Critical WordPress XSS Update
Last Updated: 2014-11-20 19:42:42 UTC
by Johannes Ullrich (Version: 1)
Today, Wordpress 4.0.1 was released, which addresses a critical XSS vulnerability (among other vulnerabilities). 
The XSS vulnerability deserves a bit more attention, as it is an all too common problem, and often underestimated. First of all, why is XSS "Critical"? It doesn't allow direct data access like SQL Injection, and it doesn't allow code execution on the server. Or does it?
XSS does allow an attacker to modify the HTML of the site. With that, the attacker can easily modify form tags (think about the login form, changing the URL it submits it's data to) or the attacker could use XMLHTTPRequest to conduct CSRF without being limited by same origin policy. The attacker will know what you type, and will be able to change what you type, so in short: The attacker is in full control. This is why XSS is happening.
The particular issue here was that Wordpress allows some limited HTML tags in comments. This is always a very dangerous undertaking. The word press developers did attempt to implement the necessary safeguards. Only certain tags are allowed, and even for these tags, the code checked for unsafe attributes. Sadly, this check wasn't done quite right. Remember that browsers will also parse somewhat malformed HTML just fine.
A better solution would have probably been to use a standard library instead of trying to do this themselves.

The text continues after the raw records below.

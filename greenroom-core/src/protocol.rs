//! Data channel protocol
//!
//! One reliable, ordered channel per peer link carrying tagged JSON frames.
//! Delivery order is guaranteed within a link only; there is no cross-link
//! ordering, and none is needed because the host is the single source of
//! truth for conversation and session state.

use crate::types::{ChatEntry, PeerId, SessionStep};
use bytes::Bytes;
use parking_lot::Mutex;
use serde::{Deserialize, Serialize};
use thiserror::Error;
use tokio::sync::mpsc;

/// Channel errors
#[derive(Error, Debug)]
pub enum ChannelError {
    /// The link is gone; the close handler will prune it
    #[error("data channel closed")]
    Closed,

    /// Message failed to serialize
    #[error("encode error: {0}")]
    Encode(#[from] serde_json::Error),
}

/// Messages exchanged over a peer link
#[derive(Debug, Clone, Serialize, Deserialize, PartialEq, Eq)]
#[serde(tag = "type", rename_all = "snake_case")]
pub enum RoomMessage {
    /// Full-state snapshot, host to guest, sent immediately on link open
    /// and on every session-step transition. Applying it twice is a no-op.
    Sync {
        /// Entire conversation at the moment of send
        conversation: Vec<ChatEntry>,
        /// Current session step
        step: SessionStep,
    },

    /// One conversation entry. Guests send these to the host only; the
    /// host relays each entry to every other guest.
    Chat {
        /// The entry
        entry: ChatEntry,
    },

    /// Short-lived emoji reaction, attributed to the sending link
    Emoji {
        /// The emoji itself
        emoji: String,
    },

    /// Sharer state announcement
    ScreenShareStatus {
        /// Whether the sender is now sharing
        sharing: bool,
    },

    /// Preempt order: stop sharing immediately
    ForceStopScreen,

    /// Graceful departure notice, sent before the link is torn down
    Leave,
}

impl RoomMessage {
    /// Static message name for tracing fields
    #[must_use]
    pub fn kind(&self) -> &'static str {
        match self {
            Self::Sync { .. } => "sync",
            Self::Chat { .. } => "chat",
            Self::Emoji { .. } => "emoji",
            Self::ScreenShareStatus { .. } => "screen_share_status",
            Self::ForceStopScreen => "force_stop_screen",
            Self::Leave => "leave",
        }
    }
}

/// Sending half of a reliable, ordered peer link
///
/// Created in connected pairs; each side sends frames the other side's
/// [`DataChannelReceiver`] yields in send order. Closing either side is
/// observed by both.
#[derive(Debug)]
pub struct DataChannel {
    peer: PeerId,
    tx: Mutex<Option<mpsc::UnboundedSender<Bytes>>>,
    rx: Mutex<Option<mpsc::UnboundedReceiver<Bytes>>>,
}

impl DataChannel {
    /// Build the two connected ends of a link between `a` and `b`
    ///
    /// The first element is held at `a` (remote peer `b`), the second at
    /// `b` (remote peer `a`).
    #[must_use]
    pub(crate) fn pair(a: PeerId, b: PeerId) -> (Self, Self) {
        let (a_tx, b_rx) = mpsc::unbounded_channel();
        let (b_tx, a_rx) = mpsc::unbounded_channel();
        (
            Self {
                peer: b,
                tx: Mutex::new(Some(a_tx)),
                rx: Mutex::new(Some(a_rx)),
            },
            Self {
                peer: a,
                tx: Mutex::new(Some(b_tx)),
                rx: Mutex::new(Some(b_rx)),
            },
        )
    }

    /// The remote peer this channel reaches
    #[must_use]
    pub fn peer(&self) -> &PeerId {
        &self.peer
    }

    /// Send one message
    ///
    /// # Errors
    ///
    /// Returns [`ChannelError::Closed`] when either side has closed.
    #[tracing::instrument(skip(self, message), fields(peer = %self.peer, kind = message.kind()))]
    pub fn send(&self, message: &RoomMessage) -> Result<(), ChannelError> {
        let frame = Bytes::from(serde_json::to_vec(message)?);
        let guard = self.tx.lock();
        let tx = guard.as_ref().ok_or(ChannelError::Closed)?;
        tx.send(frame).map_err(|_| ChannelError::Closed)?;
        tracing::trace!("message sent");
        Ok(())
    }

    /// Take the receiving half; yields `None` after the first call
    #[must_use]
    pub fn take_receiver(&self) -> Option<DataChannelReceiver> {
        self.rx.lock().take().map(|rx| DataChannelReceiver {
            peer: self.peer.clone(),
            rx,
        })
    }

    /// Close this side of the link
    pub fn close(&self) {
        self.tx.lock().take();
        self.rx.lock().take();
    }

    /// Whether the link can still carry messages
    #[must_use]
    pub fn is_closed(&self) -> bool {
        match self.tx.lock().as_ref() {
            Some(tx) => tx.is_closed(),
            None => true,
        }
    }
}

/// Receiving half of a peer link
#[derive(Debug)]
pub struct DataChannelReceiver {
    peer: PeerId,
    rx: mpsc::UnboundedReceiver<Bytes>,
}

impl DataChannelReceiver {
    /// The remote peer this receiver listens to
    #[must_use]
    pub fn peer(&self) -> &PeerId {
        &self.peer
    }

    /// Next message in send order; `None` once the remote side is gone
    ///
    /// Undecodable frames are dropped with a warning rather than tearing
    /// the link down.
    pub async fn recv(&mut self) -> Option<RoomMessage> {
        loop {
            let frame = self.rx.recv().await?;
            match serde_json::from_slice::<RoomMessage>(&frame) {
                Ok(message) => {
                    tracing::trace!(peer = %self.peer, kind = message.kind(), "message received");
                    return Some(message);
                }
                Err(e) => {
                    tracing::warn!(peer = %self.peer, error = %e, "dropping undecodable frame");
                }
            }
        }
    }
}

#[cfg(test)]
#[allow(clippy::unwrap_used)]
mod tests {
    use super::*;
    use crate::types::SpeakerRole;

    #[test]
    fn test_message_tagging() {
        let msg = RoomMessage::ScreenShareStatus { sharing: true };
        let json = serde_json::to_string(&msg).unwrap();
        assert!(json.contains("\"type\":\"screen_share_status\""));
        assert!(json.contains("\"sharing\":true"));

        let back: RoomMessage = serde_json::from_str(&json).unwrap();
        assert_eq!(back, msg);
    }

    #[test]
    fn test_sync_round_trip() {
        let msg = RoomMessage::Sync {
            conversation: vec![ChatEntry::interviewer("Welcome.")],
            step: SessionStep::Interview,
        };
        let json = serde_json::to_string(&msg).unwrap();
        let back: RoomMessage = serde_json::from_str(&json).unwrap();

        match back {
            RoomMessage::Sync { conversation, step } => {
                assert_eq!(conversation.len(), 1);
                assert_eq!(conversation[0].speaker, SpeakerRole::Interviewer);
                assert_eq!(step, SessionStep::Interview);
            }
            other => unreachable!("expected sync, got {}", other.kind()),
        }
    }

    #[tokio::test]
    async fn test_channel_preserves_send_order() {
        let (host_side, guest_side) = DataChannel::pair(PeerId::new("host"), PeerId::new("g1"));
        let mut rx = guest_side.take_receiver().unwrap();

        for i in 0..5 {
            host_side
                .send(&RoomMessage::Chat {
                    entry: ChatEntry::candidate(format!("m{i}")),
                })
                .unwrap();
        }

        for i in 0..5 {
            match rx.recv().await.unwrap() {
                RoomMessage::Chat { entry } => assert_eq!(entry.text, format!("m{i}")),
                other => unreachable!("unexpected {}", other.kind()),
            }
        }
    }

    #[tokio::test]
    async fn test_close_is_visible_to_both_sides() {
        let (host_side, guest_side) = DataChannel::pair(PeerId::new("host"), PeerId::new("g1"));
        let mut rx = guest_side.take_receiver().unwrap();

        host_side.close();
        assert!(rx.recv().await.is_none());
        assert!(guest_side.send(&RoomMessage::Leave).is_err());
        assert!(guest_side.is_closed());
    }

    #[tokio::test]
    async fn test_undecodable_frames_are_skipped() {
        let (host_side, guest_side) = DataChannel::pair(PeerId::new("host"), PeerId::new("g1"));
        let mut rx = guest_side.take_receiver().unwrap();

        // Push a garbage frame directly, then a valid message behind it.
        host_side
            .tx
            .lock()
            .as_ref()
            .unwrap()
            .send(Bytes::from_static(b"not json"))
            .unwrap();
        host_side.send(&RoomMessage::ForceStopScreen).unwrap();

        assert_eq!(rx.recv().await.unwrap(), RoomMessage::ForceStopScreen);
    }

    #[test]
    fn test_receiver_taken_once() {
        let (host_side, _guest_side) = DataChannel::pair(PeerId::new("host"), PeerId::new("g1"));
        assert!(host_side.take_receiver().is_some());
        assert!(host_side.take_receiver().is_none());
    }
}
//! Room session orchestration
//!
//! Ties the role resolver, transport, protocol, calls, and compositor into
//! the star topology the room runs on: the host owns every guest link, the
//! conversation, the session step, and the composite render; a guest owns
//! exactly one link to the host and consumes the composite passively.
//!
//! All cross-callback state lives in one shared container per session
//! ([`HostShared`] / guest equivalent) so handlers registered at link setup
//! read current state, never values captured at registration time. Every
//! map keyed by a peer id is pruned by the closing callback that owns it.

use crate::broadcast::rebroadcast_video;
use crate::call::{answer_camera_with_composite, ActiveCall, CallConfig, CallError};
use crate::compositor::{
    avatar_frame, Compositor, CompositorConfig, CompositorHandle, ReactionBuffer, Scene,
    SceneReaction, Tile,
};
use crate::identity::RoomEntry;
use crate::media::{
    CaptureError, MediaDevices, MediaStream, TrackRouter, VideoFrame, VideoTrack,
};
use crate::monitor::{AudioLevelMonitor, MonitorConfig, MonitorEvent, MonitorHandle};
use crate::protocol::{ChannelError, DataChannel, DataChannelReceiver, RoomMessage};
use crate::recording::{
    export_artifacts, ExportPaths, Recorder, RecorderConfig, RecordingError,
};
use crate::transport::{
    Endpoint, EndpointEvent, Rendezvous, RendezvousError, TransportConfig, TransportError,
    TransportManager,
};
use crate::types::{
    AiTurn, ChatEntry, ConnectionState, InterviewProfile, PeerId, Role, RoomEvent, RoomIdentity,
    SessionStep,
};
use async_trait::async_trait;
use parking_lot::RwLock;
use std::collections::HashMap;
use std::path::Path;
use std::sync::atomic::{AtomicBool, AtomicUsize, Ordering};
use std::sync::Arc;
use thiserror::Error;
use tokio::sync::broadcast;
use tokio::task::JoinHandle;

/// Room errors
#[derive(Error, Debug)]
pub enum RoomError {
    /// Transport failure
    #[error(transparent)]
    Transport(#[from] TransportError),

    /// Rendezvous failure
    #[error(transparent)]
    Rendezvous(#[from] RendezvousError),

    /// Local capture failure; fatal to session start
    #[error(transparent)]
    Capture(#[from] CaptureError),

    /// Call failure
    #[error(transparent)]
    Call(#[from] CallError),

    /// Channel failure
    #[error(transparent)]
    Channel(#[from] ChannelError),

    /// Recording failure
    #[error(transparent)]
    Recording(#[from] RecordingError),

    /// The operation requires the other role
    #[error("operation requires the {0:?} role")]
    WrongRole(Role),

    /// AI collaborator failure
    #[error("interview brain error: {0}")]
    Brain(String),
}

/// Room session configuration
#[derive(Debug, Clone, Default)]
pub struct RoomConfig {
    /// Transport manager knobs
    pub transport: TransportConfig,
    /// Call handling knobs
    pub call: CallConfig,
    /// Compositor knobs (host only)
    pub compositor: CompositorConfig,
    /// Recorder knobs (host only)
    pub recorder: RecorderConfig,
    /// Audio monitor knobs
    pub monitor: MonitorConfig,
    /// Interview profile fed to the AI collaborator
    pub profile: InterviewProfile,
    /// Local display name
    pub display_name: String,
}

/// AI turn collaborator seam
///
/// The core only consumes the returned utterance and optional audio URL;
/// transport to the actual endpoint is the implementer's business.
#[async_trait]
pub trait InterviewBrain: Send + Sync + 'static {
    /// Produce the interviewer's next turn
    async fn next_turn(
        &self,
        history: &[ChatEntry],
        utterance: &str,
        profile: &InterviewProfile,
        frame: Option<VideoFrame>,
    ) -> anyhow::Result<AiTurn>;
}

/// Canned-response brain for tests and the demo
pub struct ScriptedBrain {
    lines: Vec<String>,
    cursor: AtomicUsize,
}

impl ScriptedBrain {
    /// Cycle through `lines` forever
    #[must_use]
    pub fn new(lines: Vec<String>) -> Self {
        Self {
            lines,
            cursor: AtomicUsize::new(0),
        }
    }
}

#[async_trait]
impl InterviewBrain for ScriptedBrain {
    async fn next_turn(
        &self,
        _history: &[ChatEntry],
        _utterance: &str,
        _profile: &InterviewProfile,
        _frame: Option<VideoFrame>,
    ) -> anyhow::Result<AiTurn> {
        if self.lines.is_empty() {
            anyhow::bail!("script exhausted");
        }
        let i = self.cursor.fetch_add(1, Ordering::SeqCst) % self.lines.len();
        Ok(AiTurn {
            response: self.lines[i].clone(),
            audio_url: None,
        })
    }
}
impl Canvas {
    fn new(width: u32, height: u32, rgba: [u8; 4]) -> Self {
        let mut buf = Vec::with_capacity(width as usize * height as usize * BYTES_PER_PIXEL);
        for _ in 0..(width as usize * height as usize) {
            buf.extend_from_slice(&rgba);
        }
        Self { width, height, buf }
    }

    fn put(&mut self, x: i32, y: i32, rgba: [u8; 4]) {
        if x < 0 || y < 0 || x >= self.width as i32 || y >= self.height as i32 {
            return;
        }
        let off = (y as usize * self.width as usize + x as usize) * BYTES_PER_PIXEL;
        self.buf[off..off + 4].copy_from_slice(&rgba);
    }

    fn blend(&mut self, x: i32, y: i32, rgba: [u8; 4], alpha: f32) {
        if x < 0 || y < 0 || x >= self.width as i32 || y >= self.height as i32 {
            return;
        }
        let a = alpha.clamp(0.0, 1.0);
        let off = (y as usize * self.width as usize + x as usize) * BYTES_PER_PIXEL;
        for i in 0..3 {
            let dst = f32::from(self.buf[off + i]);
            let src = f32::from(rgba[i]);
            self.buf[off + i] = (dst + (src - dst) * a) as u8;
        }
        self.buf[off + 3] = 255;
    }

    fn fill_rect(&mut self, rect: Rect, rgba: [u8; 4]) {
        for y in rect.y..rect.y + rect.h as i32 {
            for x in rect.x..rect.x + rect.w as i32 {
                self.put(x, y, rgba);
            }
        }
    }

    /// Nearest-neighbor blit of `frame` into `dst`, clipped to `clip`
    fn blit(&mut self, frame: &VideoFrame, dst: Rect, clip: Rect, mirror: bool) {
        if dst.w == 0 || dst.h == 0 || frame.width() == 0 || frame.height() == 0 {
            return;
        }
        let y0 = dst.y.max(clip.y).max(0);
        let y1 = (dst.y + dst.h as i32).min(clip.y + clip.h as i32).min(self.height as i32);
        let x0 = dst.x.max(clip.x).max(0);
        let x1 = (dst.x + dst.w as i32).min(clip.x + clip.w as i32).min(self.width as i32);
        for y in y0..y1 {
            let sy = ((y - dst.y) as u64 * u64::from(frame.height()) / u64::from(dst.h)) as u32;
            for x in x0..x1 {
                let fx = (x - dst.x) as u64;
                let fx = if mirror {
                    u64::from(dst.w) - 1 - fx
                } else {
                    fx
                };
                let sx = (fx * u64::from(frame.width()) / u64::from(dst.w)) as u32;
                self.put(x, y, frame.pixel(sx, sy));
            }
        }
    }

    fn draw_disc(&mut self, cx: i32, cy: i32, radius: i32, rgba: [u8; 4], alpha: f32) {
        for y in cy - radius..=cy + radius {
            for x in cx - radius..=cx + radius {
                let dx = x - cx;
                let dy = y - cy;
                if dx * dx + dy * dy <= radius * radius {
                    self.blend(x, y, rgba, alpha);
                }
            }
        }
    }

    fn draw_text(&mut self, text: &str, x: i32, y: i32, scale: u32, rgba: [u8; 4]) {
        let mut pen = x;
        for c in text.chars() {
            if let Some(bits) = glyph_rows(c) {
                for row in 0..GLYPH_H {
                    for col in 0..GLYPH_W {
                        let bit = GLYPH_W * GLYPH_H - 1 - (row * GLYPH_W + col);
                        if bits >> bit & 1 == 1 {
                            let px = pen + (col * scale) as i32;
                            let py = y + (row * scale) as i32;
                            self.fill_rect(Rect::new(px, py, scale, scale), rgba);
                        }
                    }
                }
            }
            pen += ((GLYPH_W + 1) * scale) as i32;
        }
    }

    fn into_frame(self) -> VideoFrame {
        VideoFrame::new(self.width, self.height, Bytes::from(self.buf))
            .unwrap_or_else(|_| VideoFrame::black(self.width, self.height))
    }
}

HTML Purifier is one such library for PHP. Many developer shy away from using it as it is pretty bulky. But it is bulky for a reason: it does try to cover a lot of ground. It not only normalizes HTML and eliminates malformed HTML, but it also provides a rather flexible configuration file. Many "lightweight" alternatives, like the solution Wordpress came up with, rely on regular expressions. Regular expressions are typically not the right tool to parse HTML. Too much can go wrong starting from new lines and ending somewhere around multi-byte characters. In short: Don't use regular expressions to parse HTML (or XML), in particular for security.